▸ MATERIAL FOR THIS EXERCISE
##########
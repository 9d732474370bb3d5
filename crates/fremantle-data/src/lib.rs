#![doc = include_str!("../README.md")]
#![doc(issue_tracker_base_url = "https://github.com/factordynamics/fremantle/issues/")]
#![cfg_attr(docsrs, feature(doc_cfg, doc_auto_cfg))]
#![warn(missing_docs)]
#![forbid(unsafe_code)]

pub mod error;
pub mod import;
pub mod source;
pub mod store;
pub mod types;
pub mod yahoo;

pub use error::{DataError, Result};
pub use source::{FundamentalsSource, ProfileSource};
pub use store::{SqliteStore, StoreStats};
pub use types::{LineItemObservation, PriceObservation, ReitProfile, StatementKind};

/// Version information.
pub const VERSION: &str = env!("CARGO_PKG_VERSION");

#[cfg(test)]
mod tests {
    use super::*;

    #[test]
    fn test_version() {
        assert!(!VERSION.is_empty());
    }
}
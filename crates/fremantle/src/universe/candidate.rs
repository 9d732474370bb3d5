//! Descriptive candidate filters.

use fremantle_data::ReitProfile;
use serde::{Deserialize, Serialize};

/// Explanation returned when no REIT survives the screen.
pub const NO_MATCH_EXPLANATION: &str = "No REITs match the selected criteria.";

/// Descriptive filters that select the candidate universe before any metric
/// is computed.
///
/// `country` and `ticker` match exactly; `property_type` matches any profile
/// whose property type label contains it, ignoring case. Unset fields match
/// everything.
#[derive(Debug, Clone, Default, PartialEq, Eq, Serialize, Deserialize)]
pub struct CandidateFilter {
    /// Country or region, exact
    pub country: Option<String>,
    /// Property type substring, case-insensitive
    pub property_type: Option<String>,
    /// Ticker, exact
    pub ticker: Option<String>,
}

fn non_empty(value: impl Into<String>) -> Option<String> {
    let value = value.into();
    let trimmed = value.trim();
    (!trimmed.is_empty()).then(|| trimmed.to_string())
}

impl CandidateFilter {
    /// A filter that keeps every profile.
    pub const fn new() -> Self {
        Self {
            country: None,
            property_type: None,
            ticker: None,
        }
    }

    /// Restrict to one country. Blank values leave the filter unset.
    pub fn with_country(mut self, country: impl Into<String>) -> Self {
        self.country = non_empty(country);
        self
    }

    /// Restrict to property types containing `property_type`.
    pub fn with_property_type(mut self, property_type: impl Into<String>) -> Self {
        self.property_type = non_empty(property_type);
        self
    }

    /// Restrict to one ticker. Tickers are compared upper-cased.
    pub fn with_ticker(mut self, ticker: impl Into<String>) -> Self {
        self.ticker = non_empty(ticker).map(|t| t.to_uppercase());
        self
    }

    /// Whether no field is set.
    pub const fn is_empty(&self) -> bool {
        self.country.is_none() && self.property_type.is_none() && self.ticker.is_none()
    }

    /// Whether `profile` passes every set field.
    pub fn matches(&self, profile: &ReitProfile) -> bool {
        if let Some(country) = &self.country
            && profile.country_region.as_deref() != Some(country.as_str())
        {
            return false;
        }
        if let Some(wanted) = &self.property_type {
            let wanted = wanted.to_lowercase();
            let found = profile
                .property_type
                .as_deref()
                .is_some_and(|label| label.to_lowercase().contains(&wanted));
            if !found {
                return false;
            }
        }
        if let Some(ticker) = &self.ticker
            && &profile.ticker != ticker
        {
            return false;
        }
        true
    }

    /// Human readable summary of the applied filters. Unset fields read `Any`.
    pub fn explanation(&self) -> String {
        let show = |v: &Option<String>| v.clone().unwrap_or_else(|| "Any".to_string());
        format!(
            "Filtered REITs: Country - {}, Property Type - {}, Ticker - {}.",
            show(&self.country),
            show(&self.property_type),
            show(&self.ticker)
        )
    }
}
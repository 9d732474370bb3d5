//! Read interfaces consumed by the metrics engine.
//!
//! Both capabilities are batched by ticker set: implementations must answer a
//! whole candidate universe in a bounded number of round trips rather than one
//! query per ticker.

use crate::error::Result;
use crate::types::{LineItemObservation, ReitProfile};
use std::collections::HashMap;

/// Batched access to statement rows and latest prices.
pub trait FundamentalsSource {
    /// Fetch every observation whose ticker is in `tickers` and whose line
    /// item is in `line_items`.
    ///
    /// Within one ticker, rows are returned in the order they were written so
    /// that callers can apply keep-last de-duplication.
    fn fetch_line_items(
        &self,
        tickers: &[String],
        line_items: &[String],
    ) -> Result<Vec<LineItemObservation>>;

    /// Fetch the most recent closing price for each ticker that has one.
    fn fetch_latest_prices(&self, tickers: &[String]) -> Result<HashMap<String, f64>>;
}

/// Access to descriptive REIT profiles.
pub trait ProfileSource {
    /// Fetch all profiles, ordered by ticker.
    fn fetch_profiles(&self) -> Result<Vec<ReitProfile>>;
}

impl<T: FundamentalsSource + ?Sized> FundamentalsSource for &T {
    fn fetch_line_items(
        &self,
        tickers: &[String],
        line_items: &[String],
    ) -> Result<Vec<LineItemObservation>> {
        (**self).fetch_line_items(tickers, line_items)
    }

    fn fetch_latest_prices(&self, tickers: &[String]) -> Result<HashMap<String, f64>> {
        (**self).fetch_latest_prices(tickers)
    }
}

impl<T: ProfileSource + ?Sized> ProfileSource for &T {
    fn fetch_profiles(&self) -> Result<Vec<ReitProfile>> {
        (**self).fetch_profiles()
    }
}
##########
▸ PROBLEM TO WORK ON
The reply should consist of all the records, repeated exactly.

▸ RESULT FOR THIS TASK
repository 9d732474370bb3d5
filename crates/fremantle-data/src/lib.rs
#![doc = include_str!("../README.md")]
#![doc(issue_tracker_base_url = "https://github.com/factordynamics/fremantle/issues/")]
#![cfg_attr(docsrs, feature(doc_cfg, doc_auto_cfg))]
#![warn(missing_docs)]
#![forbid(unsafe_code)]

pub mod error;
pub mod import;
pub mod source;
pub mod store;
pub mod types;
pub mod yahoo;

pub use error::{DataError, Result};
pub use source::{FundamentalsSource, ProfileSource};
pub use store::{SqliteStore, StoreStats};
pub use types::{LineItemObservation, PriceObservation, ReitProfile, StatementKind};

/// Version information.
pub const VERSION: &str = env!("CARGO_PKG_VERSION");

#[cfg(test)]
mod tests {
    use super::*;

    #[test]
    fn test_version() {
        assert!(!VERSION.is_empty());
    }
}
filename crates/fremantle/src/universe/candidate.rs
repository 9d732474370bb3d5
//! Descriptive candidate filters.

use fremantle_data::ReitProfile;
use serde::{Deserialize, Serialize};

/// Explanation returned when no REIT survives the screen.
pub const NO_MATCH_EXPLANATION: &str = "No REITs match the selected criteria.";

/// Descriptive filters that select the candidate universe before any metric
/// is computed.
///
/// `country` and `ticker` match exactly; `property_type` matches any profile
/// whose property type label contains it, ignoring case. Unset fields match
/// everything.
#[derive(Debug, Clone, Default, PartialEq, Eq, Serialize, Deserialize)]
pub struct CandidateFilter {
    /// Country or region, exact
    pub country: Option<String>,
    /// Property type substring, case-insensitive
    pub property_type: Option<String>,
    /// Ticker, exact
    pub ticker: Option<String>,
}

fn non_empty(value: impl Into<String>) -> Option<String> {
    let value = value.into();
    let trimmed = value.trim();
    (!trimmed.is_empty()).then(|| trimmed.to_string())
}

impl CandidateFilter {
    /// A filter that keeps every profile.
    pub const fn new() -> Self {
        Self {
            country: None,
            property_type: None,
            ticker: None,
        }
    }

    /// Restrict to one country. Blank values leave the filter unset.
    pub fn with_country(mut self, country: impl Into<String>) -> Self {
        self.country = non_empty(country);
        self
    }

    /// Restrict to property types containing `property_type`.
    pub fn with_property_type(mut self, property_type: impl Into<String>) -> Self {
        self.property_type = non_empty(property_type);
        self
    }

    /// Restrict to one ticker. Tickers are compared upper-cased.
    pub fn with_ticker(mut self, ticker: impl Into<String>) -> Self {
        self.ticker = non_empty(ticker).map(|t| t.to_uppercase());
        self
    }

    /// Whether no field is set.
    pub const fn is_empty(&self) -> bool {
        self.country.is_none() && self.property_type.is_none() && self.ticker.is_none()
    }

    /// Whether `profile` passes every set field.
    pub fn matches(&self, profile: &ReitProfile) -> bool {
        if let Some(country) = &self.country
            && profile.country_region.as_deref() != Some(country.as_str())
        {
            return false;
        }
        if let Some(wanted) = &self.property_type {
            let wanted = wanted.to_lowercase();
            let found = profile
                .property_type
                .as_deref()
                .is_some_and(|label| label.to_lowercase().contains(&wanted));
            if !found {
                return false;
            }
        }
        if let Some(ticker) = &self.ticker
            && &profile.ticker != ticker
        {
            return false;
        }
        true
    }

    /// Human readable summary of the applied filters. Unset fields read `Any`.
    pub fn explanation(&self) -> String {
        let show = |v: &Option<String>| v.clone().unwrap_or_else(|| "Any".to_string());
        format!(
            "Filtered REITs: Country - {}, Property Type - {}, Ticker - {}.",
            show(&self.country),
            show(&self.property_type),
            show(&self.ticker)
        )
    }
}
repository 9d732474370bb3d5
//! Read interfaces consumed by the metrics engine.
//!
//! Both capabilities are batched by ticker set: implementations must answer a
//! whole candidate universe in a bounded number of round trips rather than one
//! query per ticker.

use crate::error::Result;
use crate::types::{LineItemObservation, ReitProfile};
use std::collections::HashMap;

/// Batched access to statement rows and latest prices.
pub trait FundamentalsSource {
    /// Fetch every observation whose ticker is in `tickers` and whose line
    /// item is in `line_items`.
    ///
    /// Within one ticker, rows are returned in the order they were written so
    /// that callers can apply keep-last de-duplication.
    fn fetch_line_items(
        &self,
        tickers: &[String],
        line_items: &[String],
    ) -> Result<Vec<LineItemObservation>>;

    /// Fetch the most recent closing price for each ticker that has one.
    fn fetch_latest_prices(&self, tickers: &[String]) -> Result<HashMap<String, f64>>;
}

/// Access to descriptive REIT profiles.
pub trait ProfileSource {
    /// Fetch all profiles, ordered by ticker.
    fn fetch_profiles(&self) -> Result<Vec<ReitProfile>>;
}

impl<T: FundamentalsSource + ?Sized> FundamentalsSource for &T {
    fn fetch_line_items(
        &self,
        tickers: &[String],
        line_items: &[String],
    ) -> Result<Vec<LineItemObservation>> {
        (**self).fetch_line_items(tickers, line_items)
    }

    fn fetch_latest_prices(&self, tickers: &[String]) -> Result<HashMap<String, f64>> {
        (**self).fetch_latest_prices(tickers)
    }
}

impl<T: ProfileSource + ?Sized> ProfileSource for &T {
    fn fetch_profiles(&self) -> Result<Vec<ReitProfile>> {
        (**self).fetch_profiles()
    }
}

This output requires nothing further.